### What you have to do
Among the lines of data below, reproduce only those from the one with "detected on the bus" through the one with "fn read_data(&mut self, buf: &mut", exactly as they stand, both ends included.

### Study material

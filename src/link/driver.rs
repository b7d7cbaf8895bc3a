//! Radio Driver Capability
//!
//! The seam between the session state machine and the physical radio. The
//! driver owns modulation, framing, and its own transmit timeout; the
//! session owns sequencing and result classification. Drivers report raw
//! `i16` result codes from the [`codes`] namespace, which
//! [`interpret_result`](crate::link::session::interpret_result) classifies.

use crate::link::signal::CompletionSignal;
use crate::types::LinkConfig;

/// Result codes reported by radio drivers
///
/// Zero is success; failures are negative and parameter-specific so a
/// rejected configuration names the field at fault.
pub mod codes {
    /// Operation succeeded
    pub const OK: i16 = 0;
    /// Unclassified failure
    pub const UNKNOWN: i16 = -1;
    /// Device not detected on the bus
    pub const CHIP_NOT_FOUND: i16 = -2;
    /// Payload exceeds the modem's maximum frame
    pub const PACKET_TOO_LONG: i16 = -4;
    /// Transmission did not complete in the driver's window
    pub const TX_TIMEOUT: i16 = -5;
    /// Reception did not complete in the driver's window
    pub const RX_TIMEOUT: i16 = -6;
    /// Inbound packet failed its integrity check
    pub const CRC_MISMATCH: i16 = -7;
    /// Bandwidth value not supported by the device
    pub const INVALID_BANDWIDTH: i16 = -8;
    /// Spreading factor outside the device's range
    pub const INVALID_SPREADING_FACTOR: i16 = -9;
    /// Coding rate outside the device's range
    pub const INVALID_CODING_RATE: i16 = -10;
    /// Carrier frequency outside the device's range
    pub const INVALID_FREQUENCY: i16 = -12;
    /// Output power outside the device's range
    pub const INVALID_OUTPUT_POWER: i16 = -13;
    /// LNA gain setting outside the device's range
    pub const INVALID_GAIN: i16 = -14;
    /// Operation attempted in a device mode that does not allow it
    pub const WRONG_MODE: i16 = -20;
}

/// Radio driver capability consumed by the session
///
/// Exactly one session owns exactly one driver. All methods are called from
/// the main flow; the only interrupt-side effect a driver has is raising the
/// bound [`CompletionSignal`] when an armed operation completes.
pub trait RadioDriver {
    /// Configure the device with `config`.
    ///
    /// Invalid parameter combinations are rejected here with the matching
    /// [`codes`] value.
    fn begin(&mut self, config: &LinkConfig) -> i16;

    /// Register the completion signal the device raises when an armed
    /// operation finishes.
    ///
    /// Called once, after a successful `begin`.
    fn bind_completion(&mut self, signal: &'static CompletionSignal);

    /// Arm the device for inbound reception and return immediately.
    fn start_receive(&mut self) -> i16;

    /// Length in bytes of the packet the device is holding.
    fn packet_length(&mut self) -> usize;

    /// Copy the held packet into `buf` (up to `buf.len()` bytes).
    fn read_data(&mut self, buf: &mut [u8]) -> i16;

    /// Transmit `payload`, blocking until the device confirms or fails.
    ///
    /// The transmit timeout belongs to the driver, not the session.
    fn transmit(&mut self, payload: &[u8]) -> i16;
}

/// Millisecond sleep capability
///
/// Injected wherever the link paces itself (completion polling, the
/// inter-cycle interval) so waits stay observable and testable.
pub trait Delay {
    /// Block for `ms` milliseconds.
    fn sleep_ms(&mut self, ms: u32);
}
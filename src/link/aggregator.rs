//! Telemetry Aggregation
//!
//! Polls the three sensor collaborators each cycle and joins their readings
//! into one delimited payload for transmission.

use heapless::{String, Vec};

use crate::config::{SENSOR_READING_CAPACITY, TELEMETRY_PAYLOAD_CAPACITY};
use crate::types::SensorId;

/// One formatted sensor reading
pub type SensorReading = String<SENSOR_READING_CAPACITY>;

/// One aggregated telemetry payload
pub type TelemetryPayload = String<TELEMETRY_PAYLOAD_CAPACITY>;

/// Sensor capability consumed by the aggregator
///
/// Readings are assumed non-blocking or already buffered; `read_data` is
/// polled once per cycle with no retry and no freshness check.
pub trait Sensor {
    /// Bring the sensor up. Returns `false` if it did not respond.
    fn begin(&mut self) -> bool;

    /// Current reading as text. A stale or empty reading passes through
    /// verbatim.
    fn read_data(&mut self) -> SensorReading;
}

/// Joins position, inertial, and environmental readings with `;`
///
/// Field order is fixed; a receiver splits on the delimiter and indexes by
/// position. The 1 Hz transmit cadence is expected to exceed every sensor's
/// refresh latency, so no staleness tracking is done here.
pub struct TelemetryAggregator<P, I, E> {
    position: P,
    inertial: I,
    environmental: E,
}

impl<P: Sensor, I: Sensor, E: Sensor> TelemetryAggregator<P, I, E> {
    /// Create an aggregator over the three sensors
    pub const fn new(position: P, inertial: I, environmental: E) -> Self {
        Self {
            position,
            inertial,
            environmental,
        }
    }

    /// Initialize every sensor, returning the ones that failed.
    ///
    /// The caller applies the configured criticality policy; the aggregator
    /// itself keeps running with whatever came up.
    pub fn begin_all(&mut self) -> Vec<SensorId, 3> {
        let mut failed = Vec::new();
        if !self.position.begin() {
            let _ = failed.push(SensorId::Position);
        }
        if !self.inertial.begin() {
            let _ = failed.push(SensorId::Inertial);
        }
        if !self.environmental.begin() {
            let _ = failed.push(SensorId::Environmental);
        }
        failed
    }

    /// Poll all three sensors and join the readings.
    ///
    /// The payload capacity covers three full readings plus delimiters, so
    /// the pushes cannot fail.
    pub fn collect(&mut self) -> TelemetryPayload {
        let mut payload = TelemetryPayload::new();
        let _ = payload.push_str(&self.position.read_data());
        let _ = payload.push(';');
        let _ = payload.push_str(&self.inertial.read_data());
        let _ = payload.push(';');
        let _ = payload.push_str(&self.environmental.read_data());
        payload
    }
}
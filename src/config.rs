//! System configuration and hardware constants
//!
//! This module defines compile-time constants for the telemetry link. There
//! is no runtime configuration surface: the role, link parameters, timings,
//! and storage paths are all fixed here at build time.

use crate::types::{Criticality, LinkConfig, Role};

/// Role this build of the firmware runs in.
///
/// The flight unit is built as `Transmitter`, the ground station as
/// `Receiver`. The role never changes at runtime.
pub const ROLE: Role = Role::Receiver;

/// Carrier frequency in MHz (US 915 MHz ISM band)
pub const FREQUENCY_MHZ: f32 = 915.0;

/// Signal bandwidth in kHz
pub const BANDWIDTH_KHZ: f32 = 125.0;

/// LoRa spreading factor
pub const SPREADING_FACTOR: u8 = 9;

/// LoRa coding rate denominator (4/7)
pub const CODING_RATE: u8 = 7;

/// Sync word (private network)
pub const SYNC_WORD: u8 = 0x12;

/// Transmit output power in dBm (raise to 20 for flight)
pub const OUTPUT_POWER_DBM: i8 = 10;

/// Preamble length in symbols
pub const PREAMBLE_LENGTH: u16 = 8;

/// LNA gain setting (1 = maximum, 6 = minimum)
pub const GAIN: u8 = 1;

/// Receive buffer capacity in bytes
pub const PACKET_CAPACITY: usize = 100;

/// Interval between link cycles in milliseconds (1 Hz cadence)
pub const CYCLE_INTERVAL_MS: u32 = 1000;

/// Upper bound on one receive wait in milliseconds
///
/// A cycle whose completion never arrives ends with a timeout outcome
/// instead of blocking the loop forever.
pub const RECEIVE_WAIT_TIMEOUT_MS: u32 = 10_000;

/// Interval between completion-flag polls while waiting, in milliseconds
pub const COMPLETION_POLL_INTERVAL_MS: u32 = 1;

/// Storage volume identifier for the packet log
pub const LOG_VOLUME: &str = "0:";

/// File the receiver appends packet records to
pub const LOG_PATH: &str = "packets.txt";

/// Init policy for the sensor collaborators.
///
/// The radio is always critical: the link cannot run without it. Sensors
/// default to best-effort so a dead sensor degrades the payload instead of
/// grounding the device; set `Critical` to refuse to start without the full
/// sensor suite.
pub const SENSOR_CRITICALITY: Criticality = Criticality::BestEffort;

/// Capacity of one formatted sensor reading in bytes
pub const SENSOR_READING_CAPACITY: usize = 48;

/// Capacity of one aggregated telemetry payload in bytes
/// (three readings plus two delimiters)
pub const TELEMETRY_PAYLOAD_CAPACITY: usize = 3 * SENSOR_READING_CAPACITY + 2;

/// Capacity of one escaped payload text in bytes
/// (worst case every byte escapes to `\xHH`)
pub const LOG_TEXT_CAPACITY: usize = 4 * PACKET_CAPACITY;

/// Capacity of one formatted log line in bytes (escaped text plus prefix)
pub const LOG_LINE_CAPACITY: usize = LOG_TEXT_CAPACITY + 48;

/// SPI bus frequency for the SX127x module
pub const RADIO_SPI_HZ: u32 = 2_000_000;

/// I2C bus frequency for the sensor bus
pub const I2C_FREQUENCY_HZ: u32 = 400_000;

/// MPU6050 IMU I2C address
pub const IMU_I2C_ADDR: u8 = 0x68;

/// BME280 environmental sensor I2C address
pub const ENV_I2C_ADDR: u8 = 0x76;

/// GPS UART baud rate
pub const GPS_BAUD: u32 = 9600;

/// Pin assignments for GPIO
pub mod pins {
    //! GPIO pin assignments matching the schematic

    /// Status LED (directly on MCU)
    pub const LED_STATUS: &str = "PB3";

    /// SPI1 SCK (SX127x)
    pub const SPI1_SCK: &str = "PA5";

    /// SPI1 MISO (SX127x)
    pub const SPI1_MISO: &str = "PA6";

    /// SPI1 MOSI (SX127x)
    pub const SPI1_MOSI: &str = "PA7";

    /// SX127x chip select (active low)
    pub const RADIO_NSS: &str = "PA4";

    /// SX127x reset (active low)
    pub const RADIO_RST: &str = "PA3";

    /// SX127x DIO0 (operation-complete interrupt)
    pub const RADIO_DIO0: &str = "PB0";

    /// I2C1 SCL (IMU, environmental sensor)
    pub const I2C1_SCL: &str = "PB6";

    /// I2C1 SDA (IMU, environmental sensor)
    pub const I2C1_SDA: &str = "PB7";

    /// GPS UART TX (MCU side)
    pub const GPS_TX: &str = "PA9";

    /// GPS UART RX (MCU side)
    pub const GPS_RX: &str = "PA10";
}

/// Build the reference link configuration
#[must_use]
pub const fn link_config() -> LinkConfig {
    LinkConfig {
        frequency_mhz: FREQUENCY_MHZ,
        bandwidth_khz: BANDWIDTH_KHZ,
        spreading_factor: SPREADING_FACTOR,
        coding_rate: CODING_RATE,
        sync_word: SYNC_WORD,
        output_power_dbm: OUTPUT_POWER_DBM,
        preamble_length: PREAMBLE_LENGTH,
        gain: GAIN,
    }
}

### Solution to this problem
    /// Device not detected on the bus
    pub const CHIP_NOT_FOUND: i16 = -2;
    /// Payload exceeds the modem's maximum frame
    pub const PACKET_TOO_LONG: i16 = -4;
    /// Transmission did not complete in the driver's window
    pub const TX_TIMEOUT: i16 = -5;
    /// Reception did not complete in the driver's window
    pub const RX_TIMEOUT: i16 = -6;
    /// Inbound packet failed its integrity check
    pub const CRC_MISMATCH: i16 = -7;
    /// Bandwidth value not supported by the device
    pub const INVALID_BANDWIDTH: i16 = -8;
    /// Spreading factor outside the device's range
    pub const INVALID_SPREADING_FACTOR: i16 = -9;
    /// Coding rate outside the device's range
    pub const INVALID_CODING_RATE: i16 = -10;
    /// Carrier frequency outside the device's range
    pub const INVALID_FREQUENCY: i16 = -12;
    /// Output power outside the device's range
    pub const INVALID_OUTPUT_POWER: i16 = -13;
    /// LNA gain setting outside the device's range
    pub const INVALID_GAIN: i16 = -14;
    /// Operation attempted in a device mode that does not allow it
    pub const WRONG_MODE: i16 = -20;
}

/// Radio driver capability consumed by the session
///
/// Exactly one session owns exactly one driver. All methods are called from
/// the main flow; the only interrupt-side effect a driver has is raising the
/// bound [`CompletionSignal`] when an armed operation completes.
pub trait RadioDriver {
    /// Configure the device with `config`.
    ///
    /// Invalid parameter combinations are rejected here with the matching
    /// [`codes`] value.
    fn begin(&mut self, config: &LinkConfig) -> i16;

    /// Register the completion signal the device raises when an armed
    /// operation finishes.
    ///
    /// Called once, after a successful `begin`.
    fn bind_completion(&mut self, signal: &'static CompletionSignal);

    /// Arm the device for inbound reception and return immediately.
    fn start_receive(&mut self) -> i16;

    /// Length in bytes of the packet the device is holding.
    fn packet_length(&mut self) -> usize;

    /// Copy the held packet into `buf` (up to `buf.len()` bytes).
    fn read_data(&mut self, buf: &mut [u8]) -> i16;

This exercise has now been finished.